Via Sasaki Design Blog

Pop-up for Veteran’s Day. Children of mid-century architects and designers. The making of a diversity quilt. Places that make one happy.

 

Pop-up for Veteran’s Day. Peace and Quiet, a temporary pavilion built in New York City’s Times Square by Matter Architecture Practice, was created as a “dialogue station” where veterans and civilians can openly engage each other in conversation in commemoration of Veteran’s Day.

Matter’s principals, Sandra Wheeler and Alfred Zollinger, proposed the pavilion as part of the Times Square Alliance’s Public Art Program’s call for proposals. The project was selected from 400 entries and funded through Kickstarter. The pavilion was set up on Veteran’s Day to Nov. 16.
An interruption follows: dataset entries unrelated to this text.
/// key: audit-log
pub struct AuditLog {
    config: AuditConfig,
    crypto: Arc<CryptoPrimitives>,
    alerts: Arc<dyn AlertSink>,
    writer: Mutex<Writer>,
    compressor: Mutex<Option<JoinHandle<()>>>,
}

impl AuditLog {
    /// Creates the log directory (owner-only) and starts the compression worker.
    pub async fn open(
        config: AuditConfig,
        crypto: Arc<CryptoPrimitives>,
        alerts: Arc<dyn AlertSink>,
    ) -> Result<Self, AuditError> {
        create_private_dir(&config.log_dir).await?;
        let (compress_tx, compress_rx) = mpsc::channel(32);
        let compressor = tokio::spawn(run_compressor(compress_rx));
        info!(log_dir = %config.log_dir.display(), "audit log opened");
        Ok(Self {
            config,
            crypto,
            alerts,
            writer: Mutex::new(Writer {
                active: None,
                compress_tx: Some(compress_tx),
            }),
            compressor: Mutex::new(Some(compressor)),
        })
    }

    pub fn log_dir(&self) -> &Path {
        &self.config.log_dir
    }

    pub fn log_path_for(&self, date: NaiveDate) -> PathBuf {
        self.config
            .log_dir
            .join(format!("audit-{}.log", date.format("%Y-%m-%d")))
    }

    pub fn hash_subject(&self, subject_id: &str) -> String {
        let digest = self
            .crypto
            .hash(subject_id.as_bytes(), Some(self.config.subject_salt.as_bytes()))
            .digest;
        digest[..HASHED_SUBJECT_LEN].to_string()
    }

    pub async fn record(
        &self,
        event_type: AuditEventType,
        metadata: Value,
        subject_id: Option<&str>,
    ) -> Result<String, AuditError> {
        let hashed_subject_id = subject_id.map(|subject| self.hash_subject(subject));
        let metadata = sanitize_metadata(metadata);
        let session_id = current_session();

        let entry = {
            let mut writer = self.writer.lock().await;
            // Timestamp taken under the writer lock keeps file order chronological.
            let mut entry = AuditLogEntry {
                id: Uuid::new_v4().simple().to_string(),
                timestamp: Utc::now(),
                event_type: event_type.as_str().to_string(),
                hashed_subject_id,
                metadata,
                source: SourceInfo {
                    hostname: self.config.hostname.clone(),
                    pid: std::process::id(),
                    environment: self.config.environment.clone(),
                },
                session_id,
                integrity_hash: String::new(),
            };
            entry.integrity_hash = self.sign(&entry)?;
            let mut line = serde_json::to_vec(&entry)?;
            line.push(b'\n');
            self.append(&mut writer, entry.timestamp.date_naive(), &line)
                .await?;
            entry
        };

        debug!(target: "audit", entry_id = %entry.id, event = %entry.event_type, "audit entry written");

        if event_type.is_critical() {
            let alerts = self.alerts.clone();
            let alert_entry = entry.clone();
            tokio::spawn(async move {
                if let Err(err) = alerts.send(&alert_entry).await {
                    warn!(?err, entry_id = %alert_entry.id, "alert channel unavailable");
                }
            });
        }

        Ok(entry.id)
    }

    /// Re-reads `path` in order and checks every entry's signature. Plain and
    /// `.lz4` compressed files are both accepted.
    pub async fn verify_integrity(&self, path: impl AsRef<Path>) -> Result<bool, AuditError> {
        let path = path.as_ref().to_path_buf();
        let secret = self.config.signing_secret.clone();
        let crypto = self.crypto.clone();
        tokio::task::spawn_blocking(move || verify_file(&crypto, &path, secret.as_bytes()))
            .await
            .map_err(|err| AuditError::Task(err.to_string()))?
    }

    /// Stops accepting compression work and waits for pending jobs.
    pub async fn shutdown(&self) {
        {
            let mut writer = self.writer.lock().await;
            if let Some(mut active) = writer.active.take() {
                if let Err(err) = active.file.flush().await {
                    warn!(?err, path = %active.path.display(), "failed to flush audit log");
                }
            }
            writer.compress_tx.take();
        }
        if let Some(handle) = self.compressor.lock().await.take() {
            if let Err(err) = handle.await {
                warn!(?err, "audit compressor ended abnormally");
            }
        }
        info!("audit log closed");
    }

    fn sign(&self, entry: &AuditLogEntry) -> Result<String, AuditError> {
        let mut value = serde_json::to_value(entry)?;
        if let Value::Object(map) = &mut value {
            map.remove(INTEGRITY_FIELD);
        }
        let payload = serde_json::to_vec(&value)?;
        Ok(self
            .crypto
            .hmac_sign(&payload, self.config.signing_secret.as_bytes()))
    }

    async fn append(
        &self,
        writer: &mut Writer,
        date: NaiveDate,
        line: &[u8],
    ) -> Result<(), AuditError> {
        let stale = writer
            .active
            .as_ref()
            .map_or(true, |active| active.date != date);
        if stale {
            if let Some(mut previous) = writer.active.take() {
                previous.file.flush().await?;
            }
            writer.active = Some(self.open_day_file(date).await?);
        }

        let needs_rotation = writer
            .active
            .as_ref()
            .map_or(false, |active| active.size > self.config.rotate_bytes);
        if needs_rotation {
            self.rotate(writer, date).await?;
        }

        if let Some(active) = writer.active.as_mut() {
            active.file.write_all(line).await?;
            active.file.flush().await?;
            active.size += line.len() as u64;
        }

        let oversized = writer
            .active
            .as_ref()
            .map_or(false, |active| active.size > self.config.max_bytes);
        if oversized {
            self.rotate(writer, date).await?;
        }
        Ok(())
    }

    async fn open_day_file(&self, date: NaiveDate) -> Result<ActiveFile, AuditError> {
        create_private_dir(&self.config.log_dir).await?;
        let path = self.log_path_for(date);
        let mut options = fs::OpenOptions::new();
        options.create(true).append(true);
        #[cfg(unix)]
        options.mode(0o600);
        let file = options.open(&path).await?;
        let size = file.metadata().await?.len();
        Ok(ActiveFile {
            date,
            path,
            file,
            size,
        })
    }

    /// Renames the active file aside, hands it to the compressor and opens a
    /// fresh file for `date`.
    async fn rotate(&self, writer: &mut Writer, date: NaiveDate) -> Result<(), AuditError> {
        let Some(mut active) = writer.active.take() else {
            return Ok(());
        };
        active.file.flush().await?;
        let path = active.path.clone();
        drop(active);

        // Two rotations within one millisecond must not clobber each other.
        let mut stamp = Utc::now().timestamp_millis();
        let rotated = loop {
            let candidate = PathBuf::from(format!("{}.{stamp}", path.display()));
            let compressed =
                PathBuf::from(format!("{}.{COMPRESSED_EXTENSION}", candidate.display()));
            if !fs::try_exists(&candidate).await? && !fs::try_exists(&compressed).await? {
                break candidate;
            }
            stamp += 1;
        };
        fs::rename(&path, &rotated).await?;
        info!(rotated = %rotated.display(), "audit log rotated");

        match writer.compress_tx.as_ref() {
            Some(tx) => {
                if let Err(err) = tx.send(rotated).await {
                    warn!(path = %err.0.display(), "compressor stopped; rotated file left uncompressed");
                }
            }
            None => warn!(path = %rotated.display(), "audit log shut down; rotated file left uncompressed"),
        }

        writer.active = Some(self.open_day_file(date).await?);
        Ok(())
    }
}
Via Architect’s Newspaper Blog

Modernists at play. Paul Makovsky talks to children of mid-century architects and designers on what it was like growing up in a world surrounded by design.

“My mom was an artist and a children’s book illustrator, and my dad, who was an artist, designer, and theoretician, got a job teaching visual design in the architecture department at MIT. They designed a playroom in the house for me that had all these different kinds of “manipulatives,” as they would be called today. For example, there was a clock with cork balls on it, and you could remove the balls and count them, so subliminally it taught you about time and counting, but it was also a beautiful object.” – Daughter Julie Kepes of designers György and Juliet Kepes

Via Metropolis Magazine POV

Diversity quilt.  Stephanie Spann, a structural engineer at HOK, blogs about Diversity Week in St. Louis, with a special focus on the diversity quilt being made in the office.

The quilt represents the “joining of small pieces of fabric as a whole allowing us to see how each individual square is integral to the completed quilt”.  The project started in July, when the drive for squares began and another group donated old fabric samples.

Via HOK Life

Places that make one happy. Hazel Borys, principal and managing director of PlaceMakers, reflects on the Urban Happiness series that examines how happiness and health are generated or depleted by the way neighborhoods, towns, cities, and rural landscapes are developed.

Borys talks about how places that generate the highest levels of mental and social well-being are the outcomes of creative placemaking, such as local farming, artisanal food production, field-to-fork dining, and local art making.